[Saved data entries]
=== Section Start ===

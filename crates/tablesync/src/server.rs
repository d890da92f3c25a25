//! `TableServer` builder, accept loop, and per-socket tasks.
//!
//! Each accepted websocket gets its own task: it registers a session, spawns
//! that session's watchdog, replays the current room snapshot, then pumps
//! frames both ways until either side closes. All state changes go through
//! the [`SyncController`].

use std::net::SocketAddr;
use std::sync::Arc;

use futures_util::{SinkExt, StreamExt};
use tablesync_protocol::{Codec, ErrorCode, RoomId, ServerEvent};
use tablesync_room::RoomConfig;
use tablesync_session::{run_watchdog, SessionConfig, SessionOutbound};
use tokio::net::{TcpListener, TcpStream};
use tokio::sync::mpsc;
use tokio_tungstenite::tungstenite::handshake::server::{Request, Response};
use tokio_tungstenite::tungstenite::Message;

use crate::{SyncContext, SyncController, SyncError};

/// Builder for configuring and binding a [`TableServer`].
pub struct TableServerBuilder {
    bind_addr: String,
    room_config: RoomConfig,
    session_config: SessionConfig,
}

impl TableServerBuilder {
    pub fn new() -> Self {
        Self {
            bind_addr: "127.0.0.1:9000".to_string(),
            room_config: RoomConfig::default(),
            session_config: SessionConfig::default(),
        }
    }

    /// Sets the address to bind to.
    pub fn bind(mut self, addr: &str) -> Self {
        self.bind_addr = addr.to_string();
        self
    }

    pub fn room_config(mut self, config: RoomConfig) -> Self {
        self.room_config = config;
        self
    }

    pub fn session_config(mut self, config: SessionConfig) -> Self {
        self.session_config = config;
        self
    }

    /// Binds the listener and assembles the shared state.
    pub async fn build(self) -> Result<TableServer, SyncError> {
        let listener = TcpListener::bind(&self.bind_addr).await?;
        tracing::info!(addr = %self.bind_addr, "listener bound");
        let ctx = Arc::new(SyncContext::new(
            self.room_config,
            self.session_config,
        ));
        Ok(TableServer { listener, ctx })
    }
}

impl Default for TableServerBuilder {
    fn default() -> Self {
        Self::new()
    }
}

/// A bound tablesync server. Call [`run()`](Self::run) to start accepting.
pub struct TableServer {
    listener: TcpListener,
    ctx: Arc<SyncContext>,
}

impl TableServer {
    pub fn builder() -> TableServerBuilder {
        TableServerBuilder::new()
    }

    /// The address the listener actually bound (useful with port 0).
    pub fn local_addr(&self) -> std::io::Result<SocketAddr> {
        self.listener.local_addr()
    }

    /// Handle to the shared state, for seeding rooms or inspection.
    pub fn context(&self) -> Arc<SyncContext> {
        Arc::clone(&self.ctx)
    }

    /// Runs the accept loop until the process is terminated.
    pub async fn run(self) -> Result<(), SyncError> {
        tracing::info!("tablesync server running");
        loop {
            match self.listener.accept().await {
                Ok((stream, addr)) => {
                    let ctx = Arc::clone(&self.ctx);
                    tokio::spawn(async move {
                        if let Err(e) = handle_socket(ctx, stream, addr).await
                        {
                            tracing::debug!(
                                %addr,
                                error = %e,
                                "connection ended with error"
                            );
                        }
                    });
                }
                Err(e) => {
                    tracing::error!(error = %e, "accept failed");
                }
            }
        }
    }
}

/// Extracts the room id from a `/ws/{room_id}` request path.
fn room_id_from_path(path: &str) -> Option<RoomId> {
    let rest = path.strip_prefix("/ws/")?.trim_matches('/');
    (!rest.is_empty()).then(|| RoomId::new(rest))
}

/// Drives one websocket from handshake to disconnect.
async fn handle_socket(
    ctx: Arc<SyncContext>,
    stream: TcpStream,
    addr: SocketAddr,
) -> Result<(), SyncError> {
    let mut path = String::new();
    let ws = tokio_tungstenite::accept_hdr_async(
        stream,
        |req: &Request, resp: Response| {
            path = req.uri().path().to_string();
            Ok(resp)
        },
    )
    .await?;
    tracing::debug!(%addr, %path, "websocket accepted");

    let (mut sink, mut source) = ws.split();

    let Some(room_id) = room_id_from_path(&path) else {
        let event = ServerEvent::error(
            ErrorCode::RoomMissing,
            format!("unroutable path {path}, expected /ws/{{room_id}}"),
            false,
        );
        let _ = sink.send(Message::Text(ctx.codec.encode(&event)?.into())).await;
        let _ = sink.close().await;
        return Ok(());
    };

    let (tx, mut rx) = mpsc::unbounded_channel();
    let session_id = ctx.sessions.lock().await.register(room_id.clone(), tx);
    let watchdog = tokio::spawn(run_watchdog(
        Arc::clone(&ctx.sessions),
        session_id,
        ctx.session_config.clone(),
    ));
    ctx.sessions.lock().await.set_watchdog(session_id, watchdog);

    let controller = SyncController::new(Arc::clone(&ctx));
    controller.connect_snapshot(session_id).await;

    loop {
        tokio::select! {
            outbound = rx.recv() => match outbound {
                Some(SessionOutbound::Event(event)) => {
                    let text = ctx.codec.encode(&event)?;
                    if sink.send(Message::Text(text.into())).await.is_err() {
                        break;
                    }
                }
                Some(SessionOutbound::Close) | None => {
                    let _ = sink.close().await;
                    break;
                }
            },
            frame = source.next() => match frame {
                Some(Ok(Message::Text(text))) => {
                    controller.handle_event(session_id, text.as_str()).await;
                }
                Some(Ok(Message::Binary(data))) => {
                    match std::str::from_utf8(&data) {
                        Ok(text) => {
                            controller.handle_event(session_id, text).await;
                        }
                        Err(_) => {
                            let _ = ctx.sessions.lock().await.send_to(
                                session_id,
                                ServerEvent::error(
                                    ErrorCode::InvalidEvent,
                                    "binary frames must be utf-8 json",
                                    true,
                                ),
                            );
                        }
                    }
                }
                Some(Ok(Message::Ping(_) | Message::Pong(_))) => {
                    // Control frames count as liveness.
                    ctx.sessions.lock().await.touch(session_id);
                }
                Some(Ok(Message::Close(_))) | None => break,
                Some(Ok(Message::Frame(_))) => {}
                Some(Err(e)) => {
                    tracing::debug!(session_id = %session_id, error = %e, "recv error");
                    break;
                }
            },
        }
    }

    controller.handle_disconnect(session_id).await;
    Ok(())
}

#[cfg(test)]
mod tests {
    use super::*;

    #[test]
    fn test_room_id_from_path_extracts_id() {
        assert_eq!(room_id_from_path("/ws/lobby"), Some(RoomId::new("lobby")));
        assert_eq!(
            room_id_from_path("/ws/table-7/"),
            Some(RoomId::new("table-7"))
        );
    }

    #[test]
    fn test_room_id_from_path_rejects_bad_paths() {
        assert_eq!(room_id_from_path("/"), None);
        assert_eq!(room_id_from_path("/ws/"), None);
        assert_eq!(room_id_from_path("/http/lobby"), None);
    }
}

=== Section End ===

> **WORK INSTRUCTION**: In the records above, locate the lines holding the word "then". Copy each of them.

> **WRITTEN REPLY**:
//! that session's watchdog, replays the current room snapshot, then pumps
    (!rest.is_empty()).then(|| RoomId::new(rest))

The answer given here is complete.